Die (un-)leidige Sache mit den Lizenzen ist sattsam bekannt. Aber es gibt einen Trick, sie zu umgehen. Norev praktiziert ihn mit seinen „Film“-Modellen aus der Jet-Car-Serie, KK-Scale macht das in 1:18 auch so. Und so manch anderer Hersteller ebenfalls. Wer keine Lizenzgebühren bezahlen möchte, miniaturisiert ganz einfach nicht das originale Filmauto, sondern ein Replikat, das irgendwer mal angefertigt hat. Es gibt hunderte tomatenroter Gran Torinos mit weißen Streifen, weiße Lotus Esprit, silberne Aston Martin DB5, orangefarbene Dodge Charger mit Südstaatenflagge auf dem Dach.
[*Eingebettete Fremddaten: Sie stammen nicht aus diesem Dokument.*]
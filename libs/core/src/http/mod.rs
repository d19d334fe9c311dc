use std::time::{Duration, Instant};

use async_trait::async_trait;
use bytes::Bytes;
use http::{HeaderMap, Request, StatusCode};
use thiserror::Error;

/// Network-level failure: the provider never produced a parseable response.
#[derive(Debug, Error)]
#[error("transport error: {message}")]
pub struct TransportError {
    message: String,
}

impl TransportError {
    pub fn new(message: impl Into<String>) -> Self {
        Self {
            message: message.into(),
        }
    }
}

impl From<reqwest::Error> for TransportError {
    fn from(err: reqwest::Error) -> Self {
        Self::new(err.to_string())
    }
}

#[derive(Debug, Clone)]
pub struct RawResponse {
    pub status: StatusCode,
    pub headers: HeaderMap,
    pub body: Bytes,
}

impl RawResponse {
    pub fn body_text(&self) -> String {
        String::from_utf8_lossy(&self.body).into_owned()
    }
}

pub type RawRequest = Request<Bytes>;

#[async_trait]
pub trait HttpClient: Send + Sync {
    async fn execute(&self, request: RawRequest) -> Result<RawResponse, TransportError>;
}

/// Record of one provider HTTP attempt, kept for channel logs regardless of
/// whether a response ever arrived.
#[derive(Debug, Clone)]
pub struct Exchange {
    pub method: String,
    pub url: String,
    pub request_body: String,
    pub response: Option<RawResponse>,
    pub error: Option<String>,
    pub elapsed: Duration,
}

/// Executes `request` and captures the attempt as an [`Exchange`].
pub async fn execute_recorded(client: &dyn HttpClient, request: RawRequest) -> Exchange {
    let method = request.method().to_string();
    let url = request.uri().to_string();
    let request_body = String::from_utf8_lossy(request.body()).into_owned();
    let started = Instant::now();
    let result = client.execute(request).await;
    let elapsed = started.elapsed();
    match result {
        Ok(response) => Exchange {
            method,
            url,
            request_body,
            response: Some(response),
            error: None,
            elapsed,
        },
        Err(err) => Exchange {
            method,
            url,
            request_body,
            response: None,
            error: Some(err.to_string()),
            elapsed,
        },
    }
}

/// [`HttpClient`] backed by a shared reqwest client with a per-request
/// timeout.
pub struct ReqwestClient {
    inner: reqwest::Client,
}

impl ReqwestClient {
    pub fn new(timeout: Duration) -> Result<Self, TransportError> {
        let inner = reqwest::Client::builder().timeout(timeout).build()?;
        Ok(Self { inner })
    }
}

#[async_trait]
impl HttpClient for ReqwestClient {
    async fn execute(&self, request: RawRequest) -> Result<RawResponse, TransportError> {
        let request = reqwest::Request::try_from(request.map(reqwest::Body::from))?;
        let response = self.inner.execute(request).await?;
        let status = response.status();
        let headers = response.headers().clone();
        let body = response.bytes().await?;
        Ok(RawResponse {
            status,
            headers,
            body,
        })
    }
}

#[cfg(test)]
mod tests {
    use super::*;

    struct Canned(StatusCode, &'static str);

    #[async_trait]
    impl HttpClient for Canned {
        async fn execute(&self, _request: RawRequest) -> Result<RawResponse, TransportError> {
            Ok(RawResponse {
                status: self.0,
                headers: HeaderMap::new(),
                body: Bytes::from_static(self.1.as_bytes()),
            })
        }
    }

    struct Down;

    #[async_trait]
    impl HttpClient for Down {
        async fn execute(&self, _request: RawRequest) -> Result<RawResponse, TransportError> {
            Err(TransportError::new("connection refused"))
        }
    }

    fn request() -> RawRequest {
        Request::builder()
            .method("POST")
            .uri("https://api.example.com/send")
            .body(Bytes::from_static(b"To=123"))
            .unwrap()
    }

    #[tokio::test]
    async fn exchange_captures_response() {
        let exchange =
            execute_recorded(&Canned(StatusCode::OK, r#"{"sid":"SM1"}"#), request()).await;
        assert_eq!(exchange.method, "POST");
        assert_eq!(exchange.url, "https://api.example.com/send");
        assert_eq!(exchange.request_body, "To=123");
        assert_eq!(exchange.response.unwrap().body_text(), r#"{"sid":"SM1"}"#);
        assert!(exchange.error.is_none());
    }

    #[tokio::test]
    async fn exchange_captures_transport_error() {
        let exchange = execute_recorded(&Down, request()).await;
        assert!(exchange.response.is_none());
        assert_eq!(
            exchange.error.as_deref(),
            Some("transport error: connection refused")
        );
    }
}
use std::fmt;

use once_cell::sync::Lazy;
use regex::Regex;
use serde::{Deserialize, Serialize};
use thiserror::Error;

/// Addressing schemes understood by the gateway.
#[derive(Debug, Clone, Copy, PartialEq, Eq, Hash, Serialize, Deserialize)]
#[serde(rename_all = "lowercase")]
pub enum UrnScheme {
    Tel,
    WhatsApp,
}

impl UrnScheme {
    pub fn as_str(&self) -> &'static str {
        match self {
            UrnScheme::Tel => "tel",
            UrnScheme::WhatsApp => "whatsapp",
        }
    }
}

impl fmt::Display for UrnScheme {
    fn fmt(&self, f: &mut fmt::Formatter<'_>) -> fmt::Result {
        f.write_str(self.as_str())
    }
}

#[derive(Debug, Error, Clone, PartialEq, Eq)]
pub enum UrnError {
    #[error("invalid whatsapp identifier: {0}")]
    InvalidWhatsAppId(String),
    #[error("invalid phone number: {0}")]
    InvalidNumber(String),
    #[error("cannot resolve country for number: {0}")]
    UnknownCountry(String),
}

/// Canonical endpoint address: a scheme plus a scheme-specific path.
///
/// ```
/// use mercury_core::{Urn, UrnScheme};
///
/// let urn = Urn::whatsapp("+12211414154").unwrap();
/// assert_eq!(urn.scheme(), UrnScheme::WhatsApp);
/// assert_eq!(urn.path(), "12211414154");
/// assert_eq!(urn.to_string(), "whatsapp:12211414154");
/// ```
#[derive(Debug, Clone, PartialEq, Eq, Hash, Serialize, Deserialize)]
pub struct Urn {
    scheme: UrnScheme,
    path: String,
}

static NUMBER_PUNCT: Lazy<Regex> = Lazy::new(|| Regex::new(r"[\s\-().]").expect("valid regex"));

impl Urn {
    /// Builds a WhatsApp urn from a provider identifier. Official WhatsApp
    /// ids carry no leading `+`, so one is stripped if present.
    pub fn whatsapp(id: &str) -> Result<Self, UrnError> {
        let id = id.trim().trim_start_matches('+');
        if id.is_empty() || !id.bytes().all(|b| b.is_ascii_digit()) {
            return Err(UrnError::InvalidWhatsAppId(id.to_string()));
        }
        Ok(Self {
            scheme: UrnScheme::WhatsApp,
            path: id.to_string(),
        })
    }

    /// Builds a telephone urn, normalizing `number` towards E.164 with an
    /// optional ISO-3166 country hint for national-format numbers.
    /// Shortcodes (up to six digits) pass through without a prefix.
    pub fn tel(number: &str, country: Option<&str>) -> Result<Self, UrnError> {
        let cleaned = NUMBER_PUNCT.replace_all(number.trim(), "");
        let (has_plus, digits) = match cleaned.strip_prefix('+') {
            Some(rest) => (true, rest),
            None => (false, cleaned.as_ref()),
        };
        if digits.is_empty() || !digits.bytes().all(|b| b.is_ascii_digit()) {
            return Err(UrnError::InvalidNumber(number.to_string()));
        }

        let path = if has_plus {
            if digits.len() > 15 {
                return Err(UrnError::InvalidNumber(number.to_string()));
            }
            format!("+{digits}")
        } else if digits.len() <= 6 {
            // shortcode
            digits.to_string()
        } else if let Some(code) = country.and_then(dial_code) {
            let national = digits.trim_start_matches('0');
            let full = format!("+{code}{national}");
            if full.len() > 16 {
                return Err(UrnError::InvalidNumber(number.to_string()));
            }
            full
        } else if digits.len() >= 11 && digits.len() <= 15 {
            // long enough to already carry a country code
            format!("+{digits}")
        } else {
            return Err(UrnError::UnknownCountry(number.to_string()));
        };

        Ok(Self {
            scheme: UrnScheme::Tel,
            path,
        })
    }

    pub fn scheme(&self) -> UrnScheme {
        self.scheme
    }

    pub fn path(&self) -> &str {
        &self.path
    }
}

impl fmt::Display for Urn {
    fn fmt(&self, f: &mut fmt::Formatter<'_>) -> fmt::Result {
        write!(f, "{}:{}", self.scheme, self.path)
    }
}

fn dial_code(country: &str) -> Option<&'static str> {
    let code = match country.to_ascii_uppercase().as_str() {
        "US" | "CA" => "1",
        "GB" => "44",
        "DE" => "49",
        "FR" => "33",
        "ES" => "34",
        "IT" => "39",
        "BR" => "55",
        "MX" => "52",
        "IN" => "91",
        "NG" => "234",
        "KE" => "254",
        "ZA" => "27",
        "AU" => "61",
        "ID" => "62",
        "PH" => "63",
        _ => return None,
    };
    Some(code)
}

#[cfg(test)]
mod tests {
    use super::*;

    #[test]
    fn whatsapp_strips_leading_plus() {
        let urn = Urn::whatsapp("+12211414154").unwrap();
        assert_eq!(urn.path(), "12211414154");
        assert_eq!(urn.to_string(), "whatsapp:12211414154");
    }

    #[test]
    fn whatsapp_rejects_garbage() {
        assert!(Urn::whatsapp("").is_err());
        assert!(Urn::whatsapp("+").is_err());
        assert!(Urn::whatsapp("not-a-number").is_err());
    }

    #[test]
    fn tel_accepts_e164() {
        let urn = Urn::tel("+1 (206) 555-1212", None).unwrap();
        assert_eq!(urn.path(), "+12065551212");
        assert_eq!(urn.scheme(), UrnScheme::Tel);
    }

    #[test]
    fn tel_applies_country_hint() {
        let urn = Urn::tel("2065551212", Some("US")).unwrap();
        assert_eq!(urn.path(), "+12065551212");

        let urn = Urn::tel("07700 900123", Some("GB")).unwrap();
        assert_eq!(urn.path(), "+447700900123");
    }

    #[test]
    fn tel_passes_shortcodes_through() {
        let urn = Urn::tel("55555", None).unwrap();
        assert_eq!(urn.path(), "55555");
    }

    #[test]
    fn tel_rejects_national_number_without_country() {
        assert!(matches!(
            Urn::tel("2065551212", None),
            Err(UrnError::UnknownCountry(_))
        ));
        assert!(matches!(
            Urn::tel("2065551212", Some("XX")),
            Err(UrnError::UnknownCountry(_))
        ));
    }

    #[test]
    fn tel_rejects_garbage() {
        assert!(Urn::tel("hello", None).is_err());
        assert!(Urn::tel("", Some("US")).is_err());
        assert!(Urn::tel("+123456789012345678", None).is_err());
    }
}
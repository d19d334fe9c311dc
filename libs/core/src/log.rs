use std::fmt;
use std::time::Duration;

use time::OffsetDateTime;
use uuid::Uuid;

use crate::channel::Channel;
use crate::http::Exchange;
use crate::ids::MsgId;

/// Audit record of one HTTP exchange with a provider, attached to the status
/// update it produced. Write-once per attempt: after hand-off the only
/// permitted mutation path is [`ChannelLog::with_error`], which consumes the
/// log before it is sealed.
#[derive(Debug, Clone)]
pub struct ChannelLog {
    description: String,
    channel_uuid: Uuid,
    msg_id: MsgId,
    method: String,
    url: String,
    request: String,
    status_code: Option<u16>,
    response: String,
    elapsed: Duration,
    created_on: OffsetDateTime,
    error: Option<String>,
}

impl ChannelLog {
    /// Creates a log with no recorded exchange, for failures that happen
    /// before any request is built.
    pub fn new(description: impl Into<String>, channel: &Channel, msg_id: MsgId) -> Self {
        Self {
            description: description.into(),
            channel_uuid: *channel.uuid(),
            msg_id,
            method: String::new(),
            url: String::new(),
            request: String::new(),
            status_code: None,
            response: String::new(),
            elapsed: Duration::ZERO,
            created_on: OffsetDateTime::now_utc(),
            error: None,
        }
    }

    /// Creates a log from a recorded provider exchange, carrying over any
    /// transport error it captured.
    pub fn from_exchange(
        description: impl Into<String>,
        channel: &Channel,
        msg_id: MsgId,
        exchange: &Exchange,
    ) -> Self {
        Self {
            description: description.into(),
            channel_uuid: *channel.uuid(),
            msg_id,
            method: exchange.method.clone(),
            url: exchange.url.clone(),
            request: exchange.request_body.clone(),
            status_code: exchange.response.as_ref().map(|r| r.status.as_u16()),
            response: exchange
                .response
                .as_ref()
                .map(|r| r.body_text())
                .unwrap_or_default(),
            elapsed: exchange.elapsed,
            created_on: OffsetDateTime::now_utc(),
            error: exchange.error.clone(),
        }
    }

    /// Returns the log with an error annotation appended.
    pub fn with_error(mut self, label: &str, err: impl fmt::Display) -> Self {
        self.error = Some(format!("{label}: {err}"));
        self
    }

    pub fn description(&self) -> &str {
        &self.description
    }

    pub fn channel_uuid(&self) -> &Uuid {
        &self.channel_uuid
    }

    pub fn msg_id(&self) -> MsgId {
        self.msg_id
    }

    pub fn method(&self) -> &str {
        &self.method
    }

    pub fn url(&self) -> &str {
        &self.url
    }

    pub fn request(&self) -> &str {
        &self.request
    }

    pub fn status_code(&self) -> Option<u16> {
        self.status_code
    }

    pub fn response(&self) -> &str {
        &self.response
    }

    pub fn elapsed(&self) -> Duration {
        self.elapsed
    }

    pub fn created_on(&self) -> OffsetDateTime {
        self.created_on
    }

    pub fn error(&self) -> Option<&str> {
        self.error.as_deref()
    }
}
Ein solches Auto wird nachgebildet, und nirgends auf der Verpackung oder in der Werbung wird auf James Bond, Starsky & Hutch, The Dukes of Hazzard oder dergleichen hingewiesen. Der Kunde assoziiert mit dem Modell natürlich das Film-Vorbild, aber das ist nur eine Projektion. Der Modellautohersteller ist auf der sicheren Seite, der Film-Rechteinhaber guckt in die Röhre.

Der Starsky & Hutch-Gran Torino gehört der dritten Torino-Generation (1972 bis 1976) an, die – unüblich für US-Cars dieser Zeit – zwischen 1974 und 1976 keine äußerliche Veränderung erfuhr. Norev macht also das Modell ’74 bis ’76, einmal in der Filmlackierung Tomatenrot mit weißen Streifen, zum anderen als ziviles Fahrzeug in Chestnut Brown mit schwarzem Vinyldach, innen jeweils schwarz und berädert mit den Felgen des Filmautos. Die sind gut gemacht und durchbrochen, und generell ist der Gran Torino ein einfaches, aber gutes Modell. Auf Chrom muss der Sammler verzichten, alles gesilbert, auch die Stoßstangen und Felgen, die Außenspiegel (leider!) wieder angegossen, aber formal ist der Gran Torino erste Güte. Der weiße Streifen am Filmauto ist ein Druckwerk, und es trägt rechts auf dem Dach ein Gelblicht, welches Hutch, der Beifahrer, stets lässig auf das Dach magnetisierte, wenn die Herren Starsky und Hutch im Einsatz waren – was stets in einer wilden Verfolgungsjagd mit Stunts gipfelte, die Paul Michael Glaser gerne selbst vollzog.

afs

Das Jet-Car von Norev zum unglaublichen Preis: In Chestnut Brown mit schwarzem Vinyldach ein ziviler Gran Torino des Jahrgangs 1974 und im Starsky & Hutch-Kleid der ’75er Gran Torino.
Modellfotos: bat

Steckbrief:

Norev Jet-Car 270586 Ford (USA) Gran Torino 1974 braunmetallic und 270587 dito 1975 rot. Fertigmodelle Zinkdruckguss, Maßstab 1:43. UVP je 10 Euro.

Norev 185249 Renault 12 TS 1975 rot mit weißem Flankenstreifen. Fertigmodell Zinkdruckguss, Maßstab 1:18. Auflage 300 Exemplare. UVP 69,90 Euro (zum Zeitpunkt des Verfassens dieser Zeilen noch im Norev-online-Shop verfügbar).